Il y a, d’un côté, le souvenir des 1 200 Israéliens morts lors de l’attaque initiale, dans des conditions d’une barbarie insoutenable. Personne ne peut ni ne doit minimiser ce drame qui a marqué Israël au fer rouge, rappelant la vulnérabilité d’un pays pourtant habitué aux menaces. Mais de l’autre côté, 65 000 Gazaouis ont péri, selon les estimations locales. Des familles entières ont disparu. Gaza-ville n’est plus qu’un champ de gravats, et des pans entiers du territoire ressemblent désormais à une carte lunaire. Ce qui fut une cité animée, vibrante, est devenu un désert de béton et de poussière.
À Gaza, il n’y a plus rien à célébrer. Les survivants errent parmi les ruines à la recherche d’un peu d’eau, d’un proche, d’une photo épargnée. Les hôpitaux sont débordés, les écoles détruites, les infrastructures anéanties. Les ONG décrivent une situation humanitaire « apocalyptique ». Et tandis que le monde salue la fin des combats, c’est une autre guerre, plus silencieuse, qui commence : celle de la reconstruction, du deuil, de la mémoire. Comment reconstruire une ville qui n’existe plus ? Comment rebâtir une société entière quand elle a été broyée ? Et surtout, comment espérer la paix quand l’humiliation, la perte et la colère sont encore à vif ? Les Gazaouis n’oublieront pas ce qu’ils ont vécu. Comment effacer les images des bombardements, les cris, les corps sous les décombres ? Comment ne pas ressentir de la haine envers ce voisin qui vous a tout pris, même si l’on sait qu’elle ne mène à rien ? Cette guerre laissera des traces pour des générations. Elle n’a pas seulement détruit des bâtiments, elle a pulvérisé un tissu social, un sentiment d’appartenance, une confiance déjà fragile dans l’idée même d’humanité. Pour beaucoup, le mot « justice » n’a plus de sens.
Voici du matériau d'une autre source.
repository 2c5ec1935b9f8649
//! Data models behind the two visualizations: the day-by-day race chart and
//! the sphere scene. Nothing here draws; renderers read these values.

use std::collections::btree_map;

use chrono::NaiveDate;
use indexmap::IndexMap;
use serde::Serialize;

use crate::aggregate::{AggregateResult, ArtistRank, DayEntry};
use crate::tally::{EntityKey, EntityKind};

pub const DEFAULT_CHART_BARS: usize = 10;

const MS_PER_MINUTE: u64 = 60_000;
const SPHERE_START_X: f64 = -0.5;
const SPHERE_SPACING: f64 = 0.25;
const SPHERE_Y: f64 = 0.2;
const LABEL_OFFSET_Y: f64 = 0.1;

#[derive(Debug, Clone, PartialEq, Serialize)]
#[serde(rename_all = "camelCase")]
pub struct Bar {
    pub name: String,
    pub cumulative_ms: u64,
    pub minutes: u64,
    pub width_fraction: f64,
}

#[derive(Debug, Clone, PartialEq, Serialize)]
pub struct Frame {
    pub date: NaiveDate,
    pub bars: Vec<Bar>,
}

/// Replays per-day top lists in date order, growing one cumulative total per
/// entity. Each call to `next` consumes one day.
pub struct RaceChart<'a> {
    days: btree_map::Iter<'a, NaiveDate, Vec<DayEntry>>,
    cumulative: IndexMap<EntityKey, u64>,
    bars: usize,
    scale: u64,
}

impl<'a> RaceChart<'a> {
    pub fn new(result: &'a AggregateResult, kind: EntityKind, bars: usize) -> Self {
        Self {
            days: result.top_for_day.days(kind).iter(),
            cumulative: IndexMap::new(),
            bars,
            scale: result.headline(kind),
        }
    }

    /// Current top bars; after the last frame these are the final standings.
    pub fn standings(&self) -> Vec<Bar> {
        let mut ranked: Vec<_> = self.cumulative.iter().collect();
        ranked.sort_by(|(_, a), (_, b)| b.cmp(a));
        ranked
            .into_iter()
            .take(self.bars)
            .map(|(key, &cumulative_ms)| Bar {
                name: key.to_string(),
                cumulative_ms,
                minutes: cumulative_ms / MS_PER_MINUTE,
                width_fraction: fraction(cumulative_ms, self.scale),
            })
            .collect()
    }
}

impl Iterator for RaceChart<'_> {
    type Item = Frame;

    fn next(&mut self) -> Option<Frame> {
        let (date, entries) = self.days.next()?;
        for entry in entries {
            let total = self.cumulative.entry(entry.key.clone()).or_insert(0);
            *total = total.saturating_add(entry.ms_played);
        }
        Some(Frame {
            date: *date,
            bars: self.standings(),
        })
    }
}

#[derive(Debug, Clone, PartialEq, Serialize)]
#[serde(rename_all = "camelCase")]
pub struct Sphere {
    pub label: String,
    pub x: f64,
    pub y: f64,
    pub scale: f64,
    pub label_y: f64,
}

/// Lays the top artists out left to right, each sized by its share of the
/// listed artists' combined listening time.
pub fn sphere_layout(top_artists: &[ArtistRank]) -> Vec<Sphere> {
    let total: u64 = top_artists.iter().map(|artist| artist.ms_played).sum();
    top_artists
        .iter()
        .enumerate()
        .map(|(idx, artist)| Sphere {
            label: artist.name.clone(),
            x: SPHERE_START_X + SPHERE_SPACING * idx as f64,
            y: SPHERE_Y,
            scale: fraction(artist.ms_played, total),
            label_y: SPHERE_Y + LABEL_OFFSET_Y,
        })
        .collect()
}

fn fraction(value: u64, total: u64) -> f64 {
    if total == 0 {
        return 0.0;
    }
    value as f64 / total as f64
}
use tracing_subscriber::EnvFilter;

/// Installs a stderr subscriber. `RUST_LOG` wins over `level` when set.
pub fn init(level: &str) {
    let filter = EnvFilter::try_from_default_env().unwrap_or_else(|_| EnvFilter::new(level));
    let _ = tracing_subscriber::fmt()
        .with_env_filter(filter)
        .with_writer(std::io::stderr)
        .with_target(false)
        .try_init();
}
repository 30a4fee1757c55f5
use crossterm::event::{KeyCode, KeyEvent, KeyModifiers};

use crate::tui::app::App;

pub(super) fn handle_navigate(app: &mut App, key: KeyEvent) {
    match (key.modifiers, key.code) {
        (_, KeyCode::Char('q')) => app.should_quit = true,
        (KeyModifiers::CONTROL, KeyCode::Char('c')) => app.should_quit = true,

        // Cursor
        (_, KeyCode::Char('j') | KeyCode::Down) => app.move_cursor(1),
        (_, KeyCode::Char('k') | KeyCode::Up) => app.move_cursor(-1),
        (_, KeyCode::Char('g') | KeyCode::Home) => app.cursor = 0,
        (_, KeyCode::Char('G') | KeyCode::End) => app.cursor_to_end(),
        (_, KeyCode::PageDown) => app.move_cursor(10),
        (_, KeyCode::PageUp) => app.move_cursor(-10),

        // Task actions
        (_, KeyCode::Char(' ') | KeyCode::Enter) => app.toggle_selected(),
        (_, KeyCode::Char('d') | KeyCode::Delete) => app.delete_selected(),
        (_, KeyCode::Char('e')) => app.begin_edit(),
        (_, KeyCode::Char('a')) => app.begin_add(),

        // Filters
        (_, KeyCode::Char('/')) => app.begin_search(),
        (_, KeyCode::Char('c')) => app.cycle_category(),
        (_, KeyCode::Char('p')) => app.cycle_priority(),
        (_, KeyCode::Char('s')) => app.cycle_status(),
        (_, KeyCode::Char('x') | KeyCode::Esc) => app.clear_filters(),

        // Settings
        (_, KeyCode::Char('t')) => app.toggle_theme(),
        (_, KeyCode::Char('R')) => app.begin_reset(),

        _ => {}
    }
}
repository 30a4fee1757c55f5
pub mod commands;
pub mod handlers;
pub mod output;
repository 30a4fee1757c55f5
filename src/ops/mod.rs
pub mod due;
pub mod filter;
pub mod quick_add;
pub mod stats;
pub mod task_ops;
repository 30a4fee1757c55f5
use ratatui::style::Color;

use crate::model::config::ThemeName;
use crate::model::task::Priority;
use crate::ops::stats::DueBucket;

/// Color palette for the dashboard
#[derive(Debug, Clone, PartialEq)]
pub struct Theme {
    pub background: Color,
    pub text: Color,
    pub text_bright: Color,
    pub highlight: Color,
    pub dim: Color,
    pub red: Color,
    pub yellow: Color,
    pub green: Color,
    pub cyan: Color,
    pub selection_bg: Color,
    pub border: Color,
}

impl Theme {
    pub fn dark() -> Self {
        Theme {
            background: Color::Rgb(0x0E, 0x11, 0x17),
            text: Color::Rgb(0xD0, 0xD4, 0xDC),
            text_bright: Color::Rgb(0xFF, 0xFF, 0xFF),
            highlight: Color::Rgb(0xFB, 0x41, 0x96),
            dim: Color::Rgb(0x7D, 0x80, 0x8A),
            red: Color::Rgb(0xFF, 0x2B, 0x2B),
            yellow: Color::Rgb(0xF0, 0xC8, 0x08),
            green: Color::Rgb(0x2B, 0xA8, 0x4A),
            cyan: Color::Rgb(0x44, 0xDD, 0xFF),
            selection_bg: Color::Rgb(0x26, 0x27, 0x30),
            border: Color::Rgb(0x3A, 0x3B, 0x45),
        }
    }

    pub fn light() -> Self {
        Theme {
            background: Color::Rgb(0xFF, 0xFF, 0xFF),
            text: Color::Rgb(0x31, 0x33, 0x3F),
            text_bright: Color::Rgb(0x00, 0x00, 0x00),
            highlight: Color::Rgb(0xD6, 0x1F, 0x69),
            dim: Color::Rgb(0x8A, 0x8D, 0x96),
            red: Color::Rgb(0xFF, 0x2B, 0x2B),
            yellow: Color::Rgb(0xC9, 0x9A, 0x00),
            green: Color::Rgb(0x2B, 0xA8, 0x4A),
            cyan: Color::Rgb(0x00, 0x7A, 0x99),
            selection_bg: Color::Rgb(0xE6, 0xE8, 0xF0),
            border: Color::Rgb(0xC8, 0xCA, 0xD2),
        }
    }

    pub fn for_name(name: ThemeName) -> Self {
        match name {
            ThemeName::Light => Theme::light(),
            ThemeName::Dark => Theme::dark(),
        }
    }

    /// High red, Medium yellow, Low green
    pub fn priority_color(&self, priority: Priority) -> Color {
        match priority {
            Priority::High => self.red,
            Priority::Medium => self.yellow,
            Priority::Low => self.green,
        }
    }

    pub fn bucket_color(&self, bucket: DueBucket) -> Color {
        match bucket {
            DueBucket::Overdue => self.red,
            DueBucket::DueSoon => self.yellow,
            DueBucket::Future => self.cyan,
        }
    }
}

impl Default for Theme {
    fn default() -> Self {
        Theme::light()
    }
}

#[cfg(test)]
mod tests {
    use super::*;

    #[test]
    fn themes_differ_in_background_only_for_presentation() {
        let light = Theme::for_name(ThemeName::Light);
        let dark = Theme::for_name(ThemeName::Dark);
        assert_ne!(light.background, dark.background);
        assert_eq!(light.priority_color(Priority::High), dark.priority_color(Priority::High));
    }
}
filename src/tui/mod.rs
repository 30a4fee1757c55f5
pub mod app;
pub mod input;
pub mod render;
pub mod theme;

pub use app::run;
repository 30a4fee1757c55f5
use crossterm::event::{KeyCode, KeyEvent};

use crate::tui::app::{App, Mode};

/// `y` confirms the reset, any other key cancels
pub(super) fn handle_confirm(app: &mut App, key: KeyEvent) {
    match key.code {
        KeyCode::Char('y') | KeyCode::Char('Y') => app.confirm_reset(),
        _ => app.mode = Mode::Navigate,
    }
}
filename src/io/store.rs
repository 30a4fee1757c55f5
use std::cell::Cell;
use std::ffi::OsString;
use std::fs;
use std::io::{self, Write};
use std::path::{Path, PathBuf};

use serde::Serialize;
use serde_json::ser::PrettyFormatter;
use tempfile::NamedTempFile;

use crate::model::task::Task;

/// Error type for task store writes
#[derive(Debug, thiserror::Error)]
pub enum StoreError {
    #[error("could not write {path}: {source}")]
    WriteError { path: PathBuf, source: io::Error },
    #[error("could not back up unreadable {path} before saving: {source}")]
    BackupError { path: PathBuf, source: io::Error },
    #[error("could not remove {path}: {source}")]
    RemoveError { path: PathBuf, source: io::Error },
    #[error("could not serialize tasks: {0}")]
    SerializeError(#[from] serde_json::Error),
}

/// The JSON file holding the task list
#[derive(Debug, Clone)]
pub struct TaskStore {
    path: PathBuf,
    /// Set when the last load found a file it couldn't parse. The next save
    /// copies that file to `backup_path()` first.
    needs_backup: Cell<bool>,
}

impl TaskStore {
    pub fn new(path: impl Into<PathBuf>) -> Self {
        TaskStore {
            path: path.into(),
            needs_backup: Cell::new(false),
        }
    }

    pub fn path(&self) -> &Path {
        &self.path
    }

    /// `<file>.bak`, where an unparsable file is kept before it is overwritten
    pub fn backup_path(&self) -> PathBuf {
        let mut name = OsString::from(self.path.as_os_str());
        name.push(".bak");
        PathBuf::from(name)
    }

    pub fn exists(&self) -> bool {
        self.path.is_file()
    }

    /// Read the task list. A missing, unreadable or malformed file reads as
    /// an empty list. A malformed file is backed up on the next save.
    pub fn load(&self) -> Vec<Task> {
        self.needs_backup.set(false);
        let content = match fs::read_to_string(&self.path) {
            Ok(content) => content,
            Err(e) if e.kind() == io::ErrorKind::NotFound => {
                tracing::debug!(path = %self.path.display(), "no task file yet");
                return Vec::new();
            }
            Err(e) => {
                tracing::warn!(path = %self.path.display(), error = %e, "could not read task file, starting empty");
                return Vec::new();
            }
        };
        match serde_json::from_str::<Vec<Task>>(&content) {
            Ok(tasks) => {
                tracing::debug!(path = %self.path.display(), count = tasks.len(), "loaded tasks");
                for task in tasks.iter().filter(|t| t.due_date.is_some() && t.due_date().is_none()) {
                    tracing::warn!(
                        task_id = task.id,
                        due_date = task.due_date.as_deref().unwrap_or_default(),
                        "unparsable due date, task left out of due statistics"
                    );
                }
                tasks
            }
            Err(e) => {
                tracing::warn!(path = %self.path.display(), error = %e, "malformed task file, starting empty");
                self.needs_backup.set(true);
                Vec::new()
            }
        }
    }

    /// Replace the whole file with `tasks`
    pub fn save(&self, tasks: &[Task]) -> Result<(), StoreError> {
        let content = to_pretty_json(tasks)?;
        if let Some(dir) = self.path.parent().filter(|d| !d.as_os_str().is_empty()) {
            fs::create_dir_all(dir).map_err(|e| StoreError::WriteError {
                path: self.path.clone(),
                source: e,
            })?;
        }
        if self.needs_backup.get() {
            self.back_up()?;
        }
        atomic_write(&self.path, content.as_bytes()).map_err(|e| StoreError::WriteError {
            path: self.path.clone(),
            source: e,
        })?;
        tracing::debug!(path = %self.path.display(), count = tasks.len(), "saved tasks");
        Ok(())
    }

    fn back_up(&self) -> Result<(), StoreError> {
        let backup = self.backup_path();
        match fs::copy(&self.path, &backup) {
            Ok(_) => {
                tracing::warn!(
                    path = %self.path.display(),
                    backup = %backup.display(),
                    "kept a copy of the unreadable task file"
                );
            }
            Err(e) if e.kind() == io::ErrorKind::NotFound => {}
            Err(e) => {
                return Err(StoreError::BackupError {
                    path: self.path.clone(),
                    source: e,
                });
            }
        }
        self.needs_backup.set(false);
        Ok(())
    }

    /// Delete the file. Already absent is fine.
    pub fn reset(&self) -> Result<(), StoreError> {
        self.needs_backup.set(false);
        match fs::remove_file(&self.path) {
            Ok(()) => Ok(()),
            Err(e) if e.kind() == io::ErrorKind::NotFound => Ok(()),
            Err(e) => Err(StoreError::RemoveError {
                path: self.path.clone(),
                source: e,
            }),
        }
    }
}

/// Four-space indented JSON with a trailing newline
pub fn to_pretty_json<T: Serialize + ?Sized>(value: &T) -> Result<String, serde_json::Error> {
    let mut buf = Vec::new();
    let mut ser = serde_json::Serializer::with_formatter(&mut buf, PrettyFormatter::with_indent(b"    "));
    value.serialize(&mut ser)?;
    buf.push(b'\n');
    // serde_json only emits valid UTF-8
    Ok(String::from_utf8_lossy(&buf).into_owned())
}

/// Write to a temp file next to `path`, then rename over it
pub fn atomic_write(path: &Path, content: &[u8]) -> io::Result<()> {
    let dir = match path.parent() {
        Some(d) if !d.as_os_str().is_empty() => d,
        _ => Path::new("."),
    };
    let mut tmp = NamedTempFile::new_in(dir)?;
    tmp.write_all(content)?;
    tmp.flush()?;
    tmp.persist(path).map_err(|e| e.error)?;
    Ok(())
}

#[cfg(test)]
mod tests {
    use super::*;
    use chrono::NaiveDateTime;
    use tempfile::TempDir;

    use crate::model::task::{Priority, TIMESTAMP_FORMAT};

    fn task(id: u64, text: &str) -> Task {
        Task {
            id,
            task: text.into(),
            category: "General".into(),
            priority: Priority::Medium,
            due_date: Some("2025-06-01".into()),
            notes: String::new(),
            completed: false,
            created_at: NaiveDateTime::parse_from_str("2025-05-01 12:00:00", TIMESTAMP_FORMAT)
                .unwrap(),
        }
    }

    #[test]
    fn load_missing_file_is_empty() {
        let tmp = TempDir::new().unwrap();
        let store = TaskStore::new(tmp.path().join("todo_data.json"));
        assert!(store.load().is_empty());
        assert!(!store.exists());
    }

    #[test]
    fn load_malformed_file_is_empty() {
        let tmp = TempDir::new().unwrap();
        let path = tmp.path().join("todo_data.json");
        fs::write(&path, "not json {{{").unwrap();
        assert!(TaskStore::new(&path).load().is_empty());
    }

    #[test]
    fn load_wrong_shape_is_empty() {
        let tmp = TempDir::new().unwrap();
        let path = tmp.path().join("todo_data.json");
        fs::write(&path, r#"{"tasks": []}"#).unwrap();
        assert!(TaskStore::new(&path).load().is_empty());
    }

    #[test]
    fn unparsable_file_is_backed_up_before_first_overwrite() {
        let tmp = TempDir::new().unwrap();
        let path = tmp.path().join("todo_data.json");
        let original = r#"[{"id": 1, "task": "keep me", "created_at": "yesterday"}]"#;
        fs::write(&path, original).unwrap();
        let store = TaskStore::new(&path);

        assert!(store.load().is_empty());
        store.save(&[task(2, "New")]).unwrap();
        assert_eq!(fs::read_to_string(store.backup_path()).unwrap(), original);
        assert_eq!(store.backup_path(), tmp.path().join("todo_data.json.bak"));

        // Later saves leave the backup alone
        store.save(&[task(3, "Newer")]).unwrap();
        assert_eq!(fs::read_to_string(store.backup_path()).unwrap(), original);
    }

    #[test]
    fn readable_file_is_not_backed_up() {
        let tmp = TempDir::new().unwrap();
        let store = TaskStore::new(tmp.path().join("todo_data.json"));
        store.save(&[task(1, "First")]).unwrap();
        store.load();
        store.save(&[task(2, "Second")]).unwrap();
        assert!(!store.backup_path().exists());
    }

    #[test]
    fn save_then_load_round_trips() {
        let tmp = TempDir::new().unwrap();
        let store = TaskStore::new(tmp.path().join("todo_data.json"));
        let mut second = task(2, "Second");
        second.completed = true;
        second.due_date = None;
        let tasks = vec![task(1, "First"), second];

        store.save(&tasks).unwrap();
        assert_eq!(store.load(), tasks);
    }

    #[test]
    fn load_then_save_is_idempotent() {
        let tmp = TempDir::new().unwrap();
        let store = TaskStore::new(tmp.path().join("todo_data.json"));
        store.save(&[task(1, "First"), task(2, "Second")]).unwrap();
        let first_bytes = fs::read(store.path()).unwrap();

        let loaded = store.load();
        store.save(&loaded).unwrap();
        assert_eq!(fs::read(store.path()).unwrap(), first_bytes);
    }

    #[test]
    fn save_replaces_whole_file() {
        let tmp = TempDir::new().unwrap();
        let store = TaskStore::new(tmp.path().join("todo_data.json"));
        store.save(&[task(1, "First"), task(2, "Second")]).unwrap();
        store.save(&[task(3, "Third")]).unwrap();
        let loaded = store.load();
        assert_eq!(loaded.len(), 1);
        assert_eq!(loaded[0].id, 3);
    }

    #[test]
    fn save_creates_parent_directories() {
        let tmp = TempDir::new().unwrap();
        let store = TaskStore::new(tmp.path().join("nested/dir/tasks.json"));
        store.save(&[task(1, "First")]).unwrap();
        assert_eq!(store.load().len(), 1);
    }

    #[test]
    fn empty_list_saves_as_empty_array() {
        let tmp = TempDir::new().unwrap();
        let store = TaskStore::new(tmp.path().join("todo_data.json"));
        store.save(&[]).unwrap();
        assert_eq!(fs::read_to_string(store.path()).unwrap(), "[]\n");
    }

    #[test]
    fn reset_removes_file_and_tolerates_absence() {
        let tmp = TempDir::new().unwrap();
        let store = TaskStore::new(tmp.path().join("todo_data.json"));
        store.save(&[task(1, "First")]).unwrap();
        store.reset().unwrap();
        assert!(!store.exists());
        store.reset().unwrap();
        assert!(store.load().is_empty());
    }

    #[test]
    fn pretty_json_uses_four_space_indent() {
        let out = to_pretty_json(&vec![1, 2]).unwrap();
        assert_eq!(out, "[\n    1,\n    2\n]\n");
    }
}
On peut, bien sûr, se réjouir que les massacres aient cessé. On peut espérer que les armes se taisent durablement. Mais l’histoire de cette région nous a appris que la fin d’une guerre n’est souvent que la pause avant la suivante. Tant que les causes profondes, le blocus, la misère, l’absence de perspectives politiques, la colonisation, la peur, resteront sans réponse, le feu couve. Israël savoure aujourd’hui une victoire militaire au goût amer. Car au-delà des chiffres, il y a cette question morale : à quel prix ? Peut-on éradiquer un ennemi sans anéantir aussi la possibilité de vivre ensemble ? Peut-on prétendre à la sécurité en semant la désolation ? Les dirigeants israéliens affirment avoir rétabli la dissuasion. Peut-être. Mais dans les cœurs, c’est un ressentiment profond qui s’installe, prêt à se transmettre d’une génération à l’autre.
Du côté palestinien, la reconstruction sera titanesque. Pas seulement celle des immeubles, mais celle des êtres. Relever les murs est une chose, redonner un sens à la vie en est une autre. Et qui portera ce projet ? Le Hamas, affaibli mais toujours présent ? L’Autorité palestinienne, discréditée ? Ou la communauté internationale, qui promet de l’aide mais détourne vite le regard dès que la poussière retombe ? Les puissances régionales et occidentales parlent déjà de fonds, de plans de relance, de corridors humanitaires. Mais sans reconnaissance des torts, sans justice, sans horizon politique clair, ces promesses risquent de n’être qu’un pansement sur une plaie ouverte. Car la fin de la guerre à Gaza ne signe pas la paix. Elle ne signe même pas un apaisement. Elle marque simplement une transition entre la violence visible et la douleur muette. Et cette douleur, profonde, diffuse, collective, risque de nourrir le cycle que tous prétendent vouloir briser. Alors oui, la guerre est finie. Les dirigeants se congratulent. Mais à Gaza, sous les gravats, un peuple tente de respirer. Et il serait indécent, voire dangereux, de croire que tout peut simplement recommencer comme avant.